Top Customer Reviews

By Anthony Barker on December 9, 2002
Format: Paperback
Weinberg is the master of condensing useful tidbits and advice culled from other sources into readable books. So when I saw this new consulting book I immediately wanted to read it. Unfortunately he has stepped beyond the technical or managerial material that he wrote previously. The book is full of EQ (Emotional IQ) info that is better told by others, confusing acronyms, and ceaseless self promotion.
The book is a hodge-podge of self-management (EQ) and other consulting principles such as time management and contract negotiations. If you are a well-balanced individual and know yourself you may not find much new here. If you aren't - the material only scratches the surface - you'll be better off reading somethink like Dr. Phil's book, "Self Matter" and "7 Habits of Highly Effective People" combined with some NLP books.
Weinberg has given up on his "Wisdom of the Sufi's" approach to imparting advice.
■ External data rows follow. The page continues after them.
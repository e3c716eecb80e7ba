//! Timetable generation pipeline.
//!
//! One run walks the fixed phase sequence: build each cohort's grid,
//! allocate session requests, detect conflicts among the placed
//! entries, resolve what can be moved, and return everything the
//! caller needs to persist or display. A run is synchronous and fully
//! in-memory; separate runs share no state and may execute in
//! parallel.
//!
//! Only malformed input aborts — a constraint that cannot produce a
//! grid, or two constraints claiming one cohort. Capacity exhaustion
//! degrades to `Unplaced` and `Unresolved` records in the outcome and
//! the run completes for the placed subset.

use std::collections::HashMap;

use serde::{Deserialize, Serialize};

use crate::detection;
use crate::error::ScheduleError;
use crate::grid::TimeGrid;
use crate::models::{CohortConstraint, ScheduleEntry, SessionRequest, Timetable};

use super::allocator::{PlacementStrategy, SlotAllocator, Unplaced};
use super::resolver::{ConflictResolver, Relocation, Unresolved};

/// Input container for one generation run.
#[derive(Debug, Clone, Serialize, Deserialize)]
pub struct GenerationRequest {
    /// One constraint per cohort being scheduled.
    pub constraints: Vec<CohortConstraint>,
    /// Sessions to place, in priority order.
    pub requests: Vec<SessionRequest>,
    /// Room catalog, in assignment preference order.
    pub rooms: Vec<String>,
    /// Term label stamped onto assembled timetables.
    pub term: String,
    /// Caller clock (ms since the Unix epoch), stamped onto every
    /// conflict record this run detects.
    pub timestamp_ms: i64,
    /// How the allocator picks among feasible placements.
    pub strategy: PlacementStrategy,
}

impl GenerationRequest {
    /// Creates a request with an empty room catalog, first-fit
    /// placement, and a zero clock.
    pub fn new(constraints: Vec<CohortConstraint>, requests: Vec<SessionRequest>) -> Self {
        Self {
            constraints,
            requests,
            rooms: Vec::new(),
            term: String::new(),
            timestamp_ms: 0,
            strategy: PlacementStrategy::FirstFit,
        }
    }

    /// Adds a room to the catalog.
    pub fn with_room(mut self, room_id: impl Into<String>) -> Self {
        self.rooms.push(room_id.into());
        self
    }

    /// Replaces the room catalog.
    pub fn with_rooms(mut self, rooms: Vec<String>) -> Self {
        self.rooms = rooms;
        self
    }

    /// Sets the term label.
    pub fn with_term(mut self, term: impl Into<String>) -> Self {
        self.term = term.into();
        self
    }

    /// Sets the caller clock.
    pub fn with_timestamp(mut self, timestamp_ms: i64) -> Self {
        self.timestamp_ms = timestamp_ms;
        self
    }

    /// Sets the placement strategy.
    pub fn with_strategy(mut self, strategy: PlacementStrategy) -> Self {
        self.strategy = strategy;
        self
    }
}

/// Everything one generation run produced.
#[derive(Debug, Clone, PartialEq, Serialize, Deserialize)]
pub struct GenerationOutcome {
    /// Placed entries across all cohorts, post-resolution.
    pub entries: Vec<ScheduleEntry>,
    /// Requests that found no slot.
    pub unplaced: Vec<Unplaced>,
    /// Conflicts that survived resolution.
    pub unresolved: Vec<Unresolved>,
    /// Moves the resolver made.
    pub relocations: Vec<Relocation>,
    /// Term label from the request.
    pub term: String,
}

impl GenerationOutcome {
    /// Whether every request was placed and every conflict resolved.
    pub fn is_clean(&self) -> bool {
        self.unplaced.is_empty() && self.unresolved.is_empty()
    }

    /// Cohorts with at least one placed entry, in first-placement
    /// order.
    pub fn cohort_ids(&self) -> Vec<String> {
        let mut ids: Vec<String> = Vec::new();
        for e in &self.entries {
            if !ids.contains(&e.cohort_id) {
                ids.push(e.cohort_id.clone());
            }
        }
        ids
    }

    /// Assembles one cohort's timetable: entries filtered and sorted,
    /// clashes recomputed with the given detection timestamp.
    pub fn timetable_for(&self, cohort_id: &str, detected_at_ms: i64) -> Timetable {
        let entries = self
            .entries
            .iter()
            .filter(|e| e.cohort_id == cohort_id)
            .cloned()
            .collect();
        Timetable::from_entries(cohort_id, &self.term, entries, detected_at_ms)
    }
}

/// Builds one grid per cohort, rejecting duplicate cohort ids.
pub(crate) fn build_grids(
    constraints: &[CohortConstraint],
) -> Result<HashMap<String, TimeGrid>, ScheduleError> {
    let mut grids = HashMap::new();
    for constraint in constraints {
        let grid = TimeGrid::build(constraint)?;
        if grids.insert(constraint.cohort_id.clone(), grid).is_some() {
            return Err(ScheduleError::DuplicateCohort {
                cohort_id: constraint.cohort_id.clone(),
            });
        }
    }
    Ok(grids)
}

/// Runs the full generation pipeline.
///
/// # Example
///
/// ```
/// use timetabler::models::{CohortConstraint, SessionRequest, Weekday};
/// use timetabler::scheduler::{GenerationRequest, TimetableGenerator};
///
/// let constraints = vec![CohortConstraint::new("cs-year1")
///     .with_daily_window(9 * 60, 17 * 60)
///     .with_working_days(vec![Weekday::Monday, Weekday::Tuesday])];
/// let requests = vec![
///     SessionRequest::new("CS101", "cs-year1").with_faculty("F1"),
///     SessionRequest::new("MA201", "cs-year1").with_faculty("F2"),
/// ];
/// let request = GenerationRequest::new(constraints, requests)
///     .with_room("R201")
///     .with_term("2026-fall");
///
/// let outcome = TimetableGenerator::new().generate(&request).unwrap();
/// assert_eq!(outcome.entries.len(), 2);
/// assert!(outcome.is_clean());
///
/// let timetable = outcome.timetable_for("cs-year1", 0);
/// assert!(timetable.is_clash_free());
/// ```
#[derive(Debug, Clone, Copy, Default)]
pub struct TimetableGenerator;

impl TimetableGenerator {
    /// Creates a generator.
    pub fn new() -> Self {
        Self
    }

    /// Executes one run: grids, allocation, detection, resolution.
    ///
    /// # Errors
    ///
    /// `InvalidConstraint` when a cohort's window or slot duration
    /// cannot produce a grid; `DuplicateCohort` when two constraints
    /// claim one cohort. Both abort before any request is placed.
    pub fn generate(
        &self,
        request: &GenerationRequest,
    ) -> Result<GenerationOutcome, ScheduleError> {
        // Build each cohort's grid; malformed input aborts here,
        // before anything is placed.
        let grids = build_grids(&request.constraints)?;

        // Place requests in caller order.
        let allocator = SlotAllocator::new().with_strategy(request.strategy);
        let allocation = allocator.allocate(&request.requests, &grids, &request.rooms);

        // Detect conflicts among the placed subset.
        let conflicts = detection::detect_conflicts(&allocation.entries, request.timestamp_ms);

        // Resolve what can be moved; survivors become diagnostics.
        let resolution = ConflictResolver::new().resolve(
            allocation.entries,
            &conflicts,
            &grids,
            request.timestamp_ms,
        );

        Ok(GenerationOutcome {
            entries: resolution.entries,
            unplaced: allocation.unplaced,
            unresolved: resolution.unresolved,
            relocations: resolution.relocations,
            term: request.term.clone(),
        })
    }
}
The previous book was full of ridiculous stories that somehow rang true. By taking himself more seriously the acronyms that he invents for the description of consulting principles eg "the yes/no medallion" come across as confusing, annoying, and pompous.
I really enjoyed weinberg's previous consulting book and was looking forward to this one. And while there is good stuff in this book - I found the blatant self-promotion a bit over the top. In every chapter he references previous books or seminars - giving away only enough information to peak the reader interest in an additional purchase. Why pay for what is essentially a thinly veiled ad?
Miscellaneous tidbits that I found useful:
Money - "the Wisdom box":
I would like to learn something new - but what I know pays too well.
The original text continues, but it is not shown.